Challenges are expected in life. It is what we do with them that makes us as a person.

In the municipality of Talakag, Bukidnon, a beneficiary of the Sustainable Livelihood Program, dreamed of a better future for her children. Through her livelihood at Amper’s Nylon Crafts, Elenith Amper’s perseverance and hard work bore fruit as one of her six children graduated. Unfortunately, a massive hurdle hits her business financially. But instead of giving up, she fixated on reaching her goal: Seeing all of her children finish school 

Nanay Elenith as she weaves a black bayong

Opportunity Knocks

Elenith Amper, a 45-year-old mother of six, resides in Brgy. Isidro, Talakag, Bukidnon. Her husband was a laborer who earned 200-300 Php per day. Sadly, his work was not always done. This led to Elenith budgeting their money to survive for their daily needs.

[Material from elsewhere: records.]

//! Inbound chat events, decoupled from teloxide's update types.

use teloxide::types::{Update, UpdateKind};

use crate::transport::MessageRef;

/// A text message sent to the bot.
#[derive(Debug, Clone, PartialEq, Eq)]
pub struct IncomingMessage {
    pub chat_id: i64,
    pub message_id: i32,
    pub sender_id: Option<u64>,
    pub text: String,
    /// Text of the message this one replies to.
    pub reply_to_text: Option<String>,
}

/// An inline button press.
#[derive(Debug, Clone, PartialEq, Eq)]
pub struct IncomingCallback {
    pub query_id: String,
    pub sender_id: u64,
    /// The message carrying the pressed button, if still accessible.
    pub message: Option<MessageRef>,
    pub data: Option<String>,
}

#[derive(Debug, Clone, PartialEq, Eq)]
pub enum InboundEvent {
    Message(IncomingMessage),
    Callback(IncomingCallback),
}

impl InboundEvent {
    /// Extracts the parts of an update the router acts on.
    ///
    /// Non-text messages and other update kinds yield `None`.
    pub fn from_update(update: &Update) -> Option<Self> {
        match &update.kind {
            UpdateKind::Message(msg) => {
                let text = msg.text()?;
                Some(InboundEvent::Message(IncomingMessage {
                    chat_id: msg.chat.id.0,
                    message_id: msg.id.0,
                    sender_id: msg.from.as_ref().map(|u| u.id.0),
                    text: text.to_string(),
                    reply_to_text: msg
                        .reply_to_message()
                        .and_then(|m| m.text())
                        .map(str::to_string),
                }))
            }
            UpdateKind::CallbackQuery(q) => Some(InboundEvent::Callback(IncomingCallback {
                query_id: q.id.to_string(),
                sender_id: q.from.id.0,
                message: q.message.as_ref().map(|m| MessageRef {
                    chat_id: m.chat().id.0,
                    message_id: m.id().0,
                }),
                data: q.data.clone(),
            })),
            _ => None,
        }
    }

    pub fn chat_id(&self) -> Option<i64> {
        match self {
            InboundEvent::Message(m) => Some(m.chat_id),
            InboundEvent::Callback(c) => c.message.map(|m| m.chat_id),
        }
    }
}
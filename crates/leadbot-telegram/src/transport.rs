//! The chat operations the workflow needs.
//!
//! Workflow and router code talk to [`ChatTransport`] only, so scenarios can be
//! exercised against a recording fake instead of the Bot API.

use async_trait::async_trait;
use serde::Serialize;

use crate::error::Result;

/// Address of a sent message.
#[derive(Debug, Clone, Copy, PartialEq, Eq, Hash)]
pub struct MessageRef {
    pub chat_id: i64,
    pub message_id: i32,
}

/// One inline button.
#[derive(Debug, Clone, PartialEq, Eq, Serialize)]
pub struct InlineButton {
    pub text: String,
    pub callback_data: String,
}

impl InlineButton {
    pub fn new(text: impl Into<String>, callback_data: impl ToString) -> Self {
        Self {
            text: text.into(),
            callback_data: callback_data.to_string(),
        }
    }
}

/// Rows of inline buttons attached to a message.
///
/// Serializes to the Bot API `InlineKeyboardMarkup` shape.
#[derive(Debug, Clone, Default, PartialEq, Eq, Serialize)]
pub struct InlineKeyboard {
    #[serde(rename = "inline_keyboard")]
    pub rows: Vec<Vec<InlineButton>>,
}

impl InlineKeyboard {
    pub fn new(rows: Vec<Vec<InlineButton>>) -> Self {
        Self { rows }
    }

    /// Iterates over all callback payloads, row by row.
    pub fn payloads(&self) -> impl Iterator<Item = &str> {
        self.rows.iter().flatten().map(|b| b.callback_data.as_str())
    }
}

/// Markup that may accompany a new message.
#[derive(Debug, Clone, PartialEq, Eq)]
pub enum ReplyMarkup {
    Inline(InlineKeyboard),
    /// Persistent reply keyboard; each inner vec is a row of labels.
    Menu(Vec<Vec<String>>),
    /// Ask the client to open a reply to this message.
    ForceReply,
}

/// Chat operations used by the lead workflow.
#[async_trait]
pub trait ChatTransport: Send + Sync {
    /// Sends an HTML message.
    async fn send_message(&self, chat_id: i64, text: &str, markup: Option<ReplyMarkup>) -> Result<MessageRef>;

    /// Replaces the text and inline keyboard of an existing message.
    async fn edit_message(&self, message: MessageRef, text: &str, keyboard: &InlineKeyboard) -> Result<()>;

    async fn delete_message(&self, message: MessageRef) -> Result<()>;

    /// Acknowledges a button press so the client stops its spinner.
    async fn answer_callback(&self, query_id: &str) -> Result<()>;
}
//! Crash-safe file writes for the JSON lead store.

use std::fs;
use std::io::Write;
use std::path::Path;

use crate::error::{Result, StoreError};

/// Replaces `path` with `data` via a temp file in the same directory and a rename,
/// so readers never observe a half-written file.
pub fn atomic_write(path: &Path, data: &[u8]) -> Result<()> {
    let dir = path.parent().unwrap_or(Path::new("."));
    if !dir.as_os_str().is_empty() && !dir.exists() {
        fs::create_dir_all(dir).map_err(|source| StoreError::DirectoryError {
            path: dir.to_path_buf(),
            source,
        })?;
    }

    let write_err = |source| StoreError::WriteError {
        path: path.to_path_buf(),
        source,
    };

    let mut temp = tempfile::NamedTempFile::new_in(dir).map_err(write_err)?;
    temp.write_all(data).map_err(write_err)?;
    temp.as_file().sync_all().map_err(write_err)?;
    temp.persist(path).map_err(|e| write_err(e.error))?;

    Ok(())
}

/// Reads and deserializes JSON, returning `None` when the file does not exist yet.
pub fn read_json_optional<T: serde::de::DeserializeOwned>(path: &Path) -> Result<Option<T>> {
    match fs::read_to_string(path) {
        Ok(data) => Ok(Some(serde_json::from_str(&data)?)),
        Err(e) if e.kind() == std::io::ErrorKind::NotFound => Ok(None),
        Err(source) => Err(StoreError::ReadError {
            path: path.to_path_buf(),
            source,
        }),
    }
}

#[cfg(test)]
mod tests {
    use super::*;
    use tempfile::tempdir;

    #[test]
    fn test_atomic_write_replaces_content() {
        let dir = tempdir().unwrap();
        let path = dir.path().join("leads.json");

        atomic_write(&path, b"[1]").unwrap();
        atomic_write(&path, b"[1,2]").unwrap();

        assert_eq!(fs::read_to_string(&path).unwrap(), "[1,2]");
    }

    #[test]
    fn test_atomic_write_creates_parent_dirs() {
        let dir = tempdir().unwrap();
        let path = dir.path().join("nested/data/leads.json");

        atomic_write(&path, b"{}").unwrap();

        assert!(path.exists());
    }

    #[test]
    fn test_read_json_optional_missing() {
        let dir = tempdir().unwrap();
        let value: Option<Vec<i32>> = read_json_optional(&dir.path().join("missing.json")).unwrap();
        assert!(value.is_none());
    }

    #[test]
    fn test_read_json_optional_corrupt() {
        let dir = tempdir().unwrap();
        let path = dir.path().join("bad.json");
        fs::write(&path, "{not json").unwrap();

        let result: Result<Option<Vec<i32>>> = read_json_optional(&path);
        assert!(matches!(result, Err(StoreError::Json(_))));
    }
}
//! Lead submission handler.

use axum::{
    extract::{rejection::JsonRejection, State},
    http::StatusCode,
    Json,
};
use leadbot_models::NewLead;
use leadbot_persistence::LeadStore;
use leadbot_telegram::TransportError;
use tracing::{info, warn};

use crate::error::{ApiError, Result};
use crate::state::AppState;
use crate::types::{SubmitLeadRequest, SubmitLeadResponse};

/// POST /api/leads (also /api/sendOrder) - Store a lead and notify operators.
///
/// The lead is persisted before the notification is attempted and stays
/// persisted if the notification fails; the response then carries the id with
/// `notified: false`.
pub async fn submit_lead(
    State(state): State<AppState>,
    payload: std::result::Result<Json<SubmitLeadRequest>, JsonRejection>,
) -> Result<(StatusCode, Json<SubmitLeadResponse>)> {
    let Json(req) = payload.map_err(|e| ApiError::BadRequest(e.body_text()))?;
    if req.phone.trim().is_empty() {
        return Err(ApiError::BadRequest("phone is required".to_string()));
    }

    let lead = state.store.create(NewLead::from(req)).await?;
    info!(lead_id = %lead.id, "Lead created");

    match state.notifier.notify(&lead).await {
        Ok(()) => Ok((
            StatusCode::CREATED,
            Json(SubmitLeadResponse {
                ok: true,
                id: lead.id.get(),
                notified: true,
                error: None,
            }),
        )),
        Err(e) => {
            warn!(lead_id = %lead.id, error = %e, "Lead stored but notification failed");
            let status = if e.is_configuration() {
                StatusCode::INTERNAL_SERVER_ERROR
            } else {
                StatusCode::BAD_GATEWAY
            };
            let error = match e {
                TransportError::Rejected { body, .. } => body,
                other => other.to_string(),
            };
            Ok((
                status,
                Json(SubmitLeadResponse {
                    ok: false,
                    id: lead.id.get(),
                    notified: false,
                    error: Some(error),
                }),
            ))
        }
    }
}
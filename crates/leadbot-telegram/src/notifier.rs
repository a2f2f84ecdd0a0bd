//! New-lead notifications to the operator chat.

use std::sync::Arc;

use leadbot_models::Lead;
use serde::Serialize;
use tracing::{info, warn};

use crate::card::CardRenderer;
use crate::client::TelegramClient;
use crate::error::{Result, TransportError};
use crate::transport::InlineKeyboard;

#[derive(Debug, Serialize)]
struct SendMessageBody<'a> {
    chat_id: i64,
    text: &'a str,
    parse_mode: &'static str,
    reply_markup: &'a InlineKeyboard,
}

/// Posts a card for every newly created lead.
///
/// Never mutates the lead; a failed send leaves the persisted lead as is.
#[derive(Debug, Clone)]
pub struct Notifier {
    client: Arc<TelegramClient>,
    chat_id: Option<i64>,
    renderer: CardRenderer,
}

impl Notifier {
    pub fn new(client: Arc<TelegramClient>, chat_id: Option<i64>, renderer: CardRenderer) -> Self {
        Self {
            client,
            chat_id,
            renderer,
        }
    }

    /// Sends the lead card with its initial controls.
    ///
    /// Configuration problems (token, chat id) surface as errors for which
    /// [`TransportError::is_configuration`] holds; a non-success answer from
    /// the Bot API surfaces as [`TransportError::Rejected`] with the body.
    pub async fn notify(&self, lead: &Lead) -> Result<()> {
        let chat_id = self.chat_id.ok_or(TransportError::MissingChatId)?;
        let url = self.client.method_url("sendMessage").await?;
        let card = self.renderer.render(lead);

        let body = SendMessageBody {
            chat_id,
            text: &card.text,
            parse_mode: "HTML",
            reply_markup: &card.keyboard,
        };
        let response = self.client.http().post(url).json(&body).send().await?;

        let status = response.status();
        if !status.is_success() {
            let body = response.text().await.unwrap_or_default();
            warn!(lead_id = %lead.id, status = status.as_u16(), "Bot API rejected lead notification");
            return Err(TransportError::Rejected {
                status: status.as_u16(),
                body,
            });
        }

        info!(lead_id = %lead.id, chat_id, "Lead notification sent");
        Ok(())
    }
}
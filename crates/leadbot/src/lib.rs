//! Leadbot service binary support.
//!
//! Wires the lead store, the Telegram client and the HTTP API together for the
//! `leadbot` binary. Run modes:
//!
//! - `serve` (default): HTTP intake for landing-page leads plus the bot webhook
//! - `poll`: the same bot over long polling, for local development
//! - `encrypt-token`: produce an `IV:TAG:CIPHERTEXT` token for deployment

pub mod cli;
pub mod commands;
use async_trait::async_trait;
use chrono::{DateTime, Utc};
use diesel::result::{DatabaseErrorKind, Error as DieselError};
use tokio::sync::RwLock;
use uuid::Uuid;

use crate::db::{BackendState, BudgetStore, DaoError, ExpenseStore};
use crate::models::budget::{Budget, BudgetChanges, NewBudget};
use crate::models::expense::{Expense, ExpenseChanges, NewExpense};

/// Process-local store with the same contract as the Postgres DAOs, including the
/// (user, category) uniqueness of budgets. Nothing survives a restart.
#[derive(Default)]
pub struct MemoryStore {
    budgets: RwLock<Vec<Budget>>,
    expenses: RwLock<Vec<Expense>>,
}

impl MemoryStore {
    pub fn new() -> Self {
        Self::default()
    }
}

fn not_found() -> DaoError {
    DaoError::QueryFailure(DieselError::NotFound)
}

fn newest_first(mut matched: Vec<Expense>) -> Vec<Expense> {
    matched.sort_by(|a, b| b.spent_at.cmp(&a.spent_at));
    matched
}

#[async_trait]
impl BudgetStore for MemoryStore {
    async fn get_active_budgets(&self, user_id: Uuid) -> Result<Vec<Budget>, DaoError> {
        let budgets = self.budgets.read().await;

        let mut active: Vec<Budget> = budgets
            .iter()
            .filter(|b| b.user_id == user_id && b.is_active)
            .cloned()
            .collect();
        active.sort_by(|a, b| a.category.cmp(&b.category));

        Ok(active)
    }

    async fn get_budget(&self, budget_id: Uuid, user_id: Uuid) -> Result<Budget, DaoError> {
        self.budgets
            .read()
            .await
            .iter()
            .find(|b| b.id == budget_id && b.user_id == user_id)
            .cloned()
            .ok_or_else(not_found)
    }

    async fn get_budget_by_category(
        &self,
        user_id: Uuid,
        category: &str,
    ) -> Result<Option<Budget>, DaoError> {
        Ok(self
            .budgets
            .read()
            .await
            .iter()
            .find(|b| b.user_id == user_id && b.category == category)
            .cloned())
    }

    async fn create_budget(&self, new_budget: &NewBudget<'_>) -> Result<Budget, DaoError> {
        let mut budgets = self.budgets.write().await;

        if budgets
            .iter()
            .any(|b| b.user_id == new_budget.user_id && b.category == new_budget.category)
        {
            return Err(DaoError::QueryFailure(DieselError::DatabaseError(
                DatabaseErrorKind::UniqueViolation,
                Box::new(String::from(
                    "duplicate key value violates unique constraint \"budgets_user_id_category_idx\"",
                )),
            )));
        }

        let budget = Budget::from(new_budget);
        budgets.push(budget.clone());

        Ok(budget)
    }

    async fn update_budget(
        &self,
        budget_id: Uuid,
        user_id: Uuid,
        changes: &BudgetChanges,
    ) -> Result<Budget, DaoError> {
        let mut budgets = self.budgets.write().await;

        let budget = budgets
            .iter_mut()
            .find(|b| b.id == budget_id && b.user_id == user_id)
            .ok_or_else(not_found)?;
        budget.apply(changes);

        Ok(budget.clone())
    }

    async fn delete_budget(&self, budget_id: Uuid, user_id: Uuid) -> Result<(), DaoError> {
        let mut budgets = self.budgets.write().await;

        let position = budgets
            .iter()
            .position(|b| b.id == budget_id && b.user_id == user_id)
            .ok_or_else(not_found)?;
        budgets.remove(position);

        Ok(())
    }

    fn backend_state(&self) -> BackendState {
        BackendState {
            backend: "memory",
            connections: 0,
            idle_connections: 0,
        }
    }
}

#[async_trait]
impl ExpenseStore for MemoryStore {
    async fn get_all_expenses(&self, user_id: Uuid) -> Result<Vec<Expense>, DaoError> {
        let expenses = self.expenses.read().await;

        Ok(newest_first(
            expenses
                .iter()
                .filter(|e| e.user_id == user_id)
                .cloned()
                .collect(),
        ))
    }

    async fn get_recent_expenses(
        &self,
        user_id: Uuid,
        limit: i64,
    ) -> Result<Vec<Expense>, DaoError> {
        let mut recent = self.get_all_expenses(user_id).await?;
        recent.truncate(usize::try_from(limit.max(0)).unwrap_or(usize::MAX));

        Ok(recent)
    }

    async fn get_expenses_since(
        &self,
        user_id: Uuid,
        since: DateTime<Utc>,
    ) -> Result<Vec<Expense>, DaoError> {
        let expenses = self.expenses.read().await;

        Ok(newest_first(
            expenses
                .iter()
                .filter(|e| e.user_id == user_id && e.spent_at >= since)
                .cloned()
                .collect(),
        ))
    }

    async fn get_expenses_in_range(
        &self,
        user_id: Uuid,
        from: DateTime<Utc>,
        to: DateTime<Utc>,
    ) -> Result<Vec<Expense>, DaoError> {
        let expenses = self.expenses.read().await;

        Ok(newest_first(
            expenses
                .iter()
                .filter(|e| e.user_id == user_id && e.spent_at >= from && e.spent_at <= to)
                .cloned()
                .collect(),
        ))
    }

    async fn get_category_expenses_in_range(
        &self,
        user_id: Uuid,
        category: &str,
        from: DateTime<Utc>,
        to: DateTime<Utc>,
    ) -> Result<Vec<Expense>, DaoError> {
        let expenses = self.expenses.read().await;

        Ok(newest_first(
            expenses
                .iter()
                .filter(|e| {
                    e.user_id == user_id
                        && e.category == category
                        && e.spent_at >= from
                        && e.spent_at <= to
                })
                .cloned()
                .collect(),
        ))
    }

    async fn get_expense(&self, expense_id: Uuid, user_id: Uuid) -> Result<Expense, DaoError> {
        self.expenses
            .read()
            .await
            .iter()
            .find(|e| e.id == expense_id && e.user_id == user_id)
            .cloned()
            .ok_or_else(not_found)
    }

    async fn create_expense(&self, new_expense: &NewExpense<'_>) -> Result<Expense, DaoError> {
        let expense = Expense::from(new_expense);
        self.expenses.write().await.push(expense.clone());

        Ok(expense)
    }

    async fn update_expense(
        &self,
        expense_id: Uuid,
        user_id: Uuid,
        changes: &ExpenseChanges,
    ) -> Result<Expense, DaoError> {
        let mut expenses = self.expenses.write().await;

        let expense = expenses
            .iter_mut()
            .find(|e| e.id == expense_id && e.user_id == user_id)
            .ok_or_else(not_found)?;
        expense.apply(changes);

        Ok(expense.clone())
    }

    async fn delete_expense(&self, expense_id: Uuid, user_id: Uuid) -> Result<(), DaoError> {
        let mut expenses = self.expenses.write().await;

        let position = expenses
            .iter()
            .position(|e| e.id == expense_id && e.user_id == user_id)
            .ok_or_else(not_found)?;
        expenses.remove(position);

        Ok(())
    }
}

She saw that the Big Hoop Charities, a Non-Government Organization, offered  a scholarship. She applied Mary Rose, her fifth child, for the grant. She was graced with the scholarship as Mary was in Grade 4. 

Moreover, the Foundation offered a two-day skills training on weaving. It consists of 14 participants who are women. At the end of the training, they were judged based on their skills. Elenith did not pass and was given a period to hone her skills without a trainer. 

With time, she was able to produce a single quality bayong in the span of two to three days. The charity employed her as they provided the materials and paid Elenith for the labor. She earns 120 Php per bayong that is sold. 

The pandemic came. The NGO’s resources were not enough; she went her own way. She bought her materials and gained 250 Php per bayong sold. 

Twist and turns

“Nagsuroy-suroy ko sa mga opisina aron mahilinan” Elenith stated as she recounted  her experience selling at Local Government Unit(LGU) offices when her husband had no income for three months. Then, the Sustainable Livelihood Program granted her the Livelihood Assistance Grant of 15,000 Php. The beneficiaries of this grant are the one s whose livelihoods  were affected. She used the money to buy materials that she would  be using. Elenith was back on track.

One day, a neighbor came up to her and suggested they  display their products at the GoNegosyo Center. Personnel  from DTI recommended that they should have a tag to brand their products thus, Amper’s Nylon Craft was born, and some of her products were sold at the GoNegosyo Center.

Amper’s Nylon Craft displayed at the DSWD’s Central Office in Manila

Amper’s Nylon Craft displayed at the DSWD’s Central Office in Manila

A few months after she started, a customer ordered a bulk of her product. Elenith was happy as 25 bayong bags  were ordered. She started making the request. Unfortunately, the customer canceled when she was about to finish the products . Her business took a turn financially as the bayong she made was  customized for the client. She was disheartened, but she thought about her children, her inspiration. 

“Maningkamot ta sir kay pipila bya ni sila[akong anak] intawon.” She recounts  who her efforts are for.  

Currently, she still sells at the Negosyo Center, and she went back to work for BigHoop Charities. She mentioned that she won’t accept orders for now as she lacks the needed materials . But she is optimistic that one day, Amper’s Nylon Craft will stand again on its own feet.